No One Gets Out Alive

C’est la Vie

by Pascal Garnier, translated from the French by Jane Aitken
London: Gallic, 128 pp., $14.95 (paper)
Pascal Garnier, Saint-Malo, France,
Raphael Gaillarde/Getty Images
Pascal Garnier, Saint-Malo, France, 2009

The Italian literary critic Pietro Citati, author of superb studies of Goethe, Kafka, and Proust, published a novel in 1989 called Storia prima felice, poi dolentissima e funesta (Happy at First, But Very Sad and Tragic at the End). It is a daring title, since it sums up so succinctly and comprehensively the human condition that the novel itself might seem superfluous.

Citati’s title could be usefully applied, in generic form, to all of the novels of the late Pascal Garnier, one of the most remarkable and, in the English-speaking world at least, one of the most inexplicably underappreciated French writers of the twentieth century. He left behind a dozen or so extraordinary, unclassifiable novels that, if they were to be described as dark, would require a new definition of that word as applied to literature. Garnier’s darkness is of the kind that only astronauts get to see, gleaming, depthless, yet dotted throughout with mysterious points of light at once ice-cold and curiously consoling.

Looked at from a certain angle, Garnier’s books are reminiscent of what Georges Simenon called his romans durs, his “hard novels,” so as to distinguish them from the relatively more benign series of policiers featuring Inspector Jules Maigret. Maigret’s task, his creator wrote, is to “understand and judge not,” while in the romans durs, the characters understand next to nothing, judge everything with extreme prejudice, and proceed to take appropriate and frequently devastating action.

Many of Simenon’s protagonists are psychotic, and not a few are plain mad, even though they are portrayed, or portray themselves, as perfectly ordinary. Similarly, the general run of Garnier’s people consider themselves to be—well, the general run. They get on as best they can with their quotidian lives, hardly conscious of the anarchic and, more often than not, murderous urges boiling away behind their unremarkable exteriors. Even the most eccentric among them would insist that it is not they who are the problem—the world is.

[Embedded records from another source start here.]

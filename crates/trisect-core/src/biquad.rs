//! Biquad (bi-quadratic) filter sections.
//!
//! Coefficients and state are separate types: [`BiquadCoefficients`] is a
//! small `Copy` value that many channels can share, while [`BiquadState`]
//! holds one channel's delay registers and is owned by whoever processes
//! that channel.
//!
//! Coefficient calculation uses the RBJ Audio EQ Cookbook formulas.

use crate::math::{flush_denormal, hz_to_omega};
use libm::{cosf, sinf};

/// Q of a second-order Butterworth section (1/√2).
pub const BUTTERWORTH_Q: f32 = core::f32::consts::FRAC_1_SQRT_2;

/// Normalized biquad coefficients (a0 = 1).
///
/// Direct Form I difference equation:
/// ```text
/// y[n] = b0*x[n] + b1*x[n-1] + b2*x[n-2]
///                - a1*y[n-1] - a2*y[n-2]
/// ```
#[derive(Debug, Clone, Copy, PartialEq)]
pub struct BiquadCoefficients {
    /// Feedforward coefficients
    pub b0: f32,
    /// Feedforward coefficient for x[n-1]
    pub b1: f32,
    /// Feedforward coefficient for x[n-2]
    pub b2: f32,
    /// Feedback coefficient for y[n-1]
    pub a1: f32,
    /// Feedback coefficient for y[n-2]
    pub a2: f32,
}

impl BiquadCoefficients {
    /// Passthrough coefficients: `y[n] = x[n]`.
    pub const IDENTITY: Self = Self {
        b0: 1.0,
        b1: 0.0,
        b2: 0.0,
        a1: 0.0,
        a2: 0.0,
    };

    /// Builds coefficients from raw cookbook values, normalizing by `a0`.
    pub fn from_raw(b0: f32, b1: f32, b2: f32, a0: f32, a1: f32, a2: f32) -> Self {
        let a0_inv = 1.0 / a0;
        Self {
            b0: b0 * a0_inv,
            b1: b1 * a0_inv,
            b2: b2 * a0_inv,
            a1: a1 * a0_inv,
            a2: a2 * a0_inv,
        }
    }

    /// Low-pass section (RBJ cookbook).
    ///
    /// # Arguments
    ///
    /// * `frequency` - Cutoff frequency in Hz
    /// * `q` - Q factor ([`BUTTERWORTH_Q`] for a Butterworth response)
    /// * `sample_rate` - Sample rate in Hz
    pub fn lowpass(frequency: f32, q: f32, sample_rate: f32) -> Self {
        let omega = hz_to_omega(frequency, sample_rate);
        let cos_omega = cosf(omega);
        let alpha = sinf(omega) / (2.0 * q);

        Self::from_raw(
            (1.0 - cos_omega) / 2.0,
            1.0 - cos_omega,
            (1.0 - cos_omega) / 2.0,
            1.0 + alpha,
            -2.0 * cos_omega,
            1.0 - alpha,
        )
    }

    /// High-pass section (RBJ cookbook).
    ///
    /// Shares its denominator with [`lowpass`](Self::lowpass) at the same
    /// frequency and Q, which is what lets the two be matched for a
    /// crossover.
    pub fn highpass(frequency: f32, q: f32, sample_rate: f32) -> Self {
        let omega = hz_to_omega(frequency, sample_rate);
        let cos_omega = cosf(omega);
        let alpha = sinf(omega) / (2.0 * q);

        Self::from_raw(
            (1.0 + cos_omega) / 2.0,
            -(1.0 + cos_omega),
            (1.0 + cos_omega) / 2.0,
            1.0 + alpha,
            -2.0 * cos_omega,
            1.0 - alpha,
        )
    }
}

impl Default for BiquadCoefficients {
    fn default() -> Self {
        Self::IDENTITY
    }
}

/// Delay registers of one biquad section for one channel.
#[derive(Debug, Clone, Default)]
pub struct BiquadState {
    /// Input delay line: x[n-1], x[n-2]
    x1: f32,
    x2: f32,

    /// Output delay line: y[n-1], y[n-2]
    y1: f32,
    y2: f32,
}

impl BiquadState {
    /// Creates zeroed state.
    pub const fn new() -> Self {
        Self {
            x1: 0.0,
            x2: 0.0,
            y1: 0.0,
            y2: 0.0,
        }
    }

    /// Processes a single sample using the given coefficients.
    #[inline]
    pub fn process(&mut self, c: &BiquadCoefficients, input: f32) -> f32 {
        let output = flush_denormal(
            c.b0 * input + c.b1 * self.x1 + c.b2 * self.x2 - c.a1 * self.y1 - c.a2 * self.y2,
        );

        self.x2 = self.x1;
        self.x1 = input;
        self.y2 = self.y1;
        self.y1 = output;

        output
    }

    /// Clears the delay registers.
    pub fn clear(&mut self) {
        *self = Self::new();
    }

    /// Returns true if all registers are zero.
    pub fn is_clear(&self) -> bool {
        self.x1 == 0.0 && self.x2 == 0.0 && self.y1 == 0.0 && self.y2 == 0.0
    }
}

For instance, in How’s the Pain?, surely Garnier’s masterpiece, a mortally ill professional hit man, a master of his trade, is traveling south to carry out what he knows will be his final assignment. Along his ever more dolorous via dolorosa he manages, through inattention, to accumulate a young and untarnishably good-hearted factory worker, Bernard Ferrand, along with Bernard’s mother, fleetingly. There is also a young woman on the run from an abusive partner with her unstaunchably leaky baby girl in tow—this must be the most vividly portrayed and memorably single-minded infant in all literature, not excluding the New Testament. She may not be able to talk yet, but she punctuates the text with perfectly timed, wonderfully expressive and frequent evacuations, while in her baby mind she transcendently dreams of being a big shot one day. How Garnier brings this mute mite…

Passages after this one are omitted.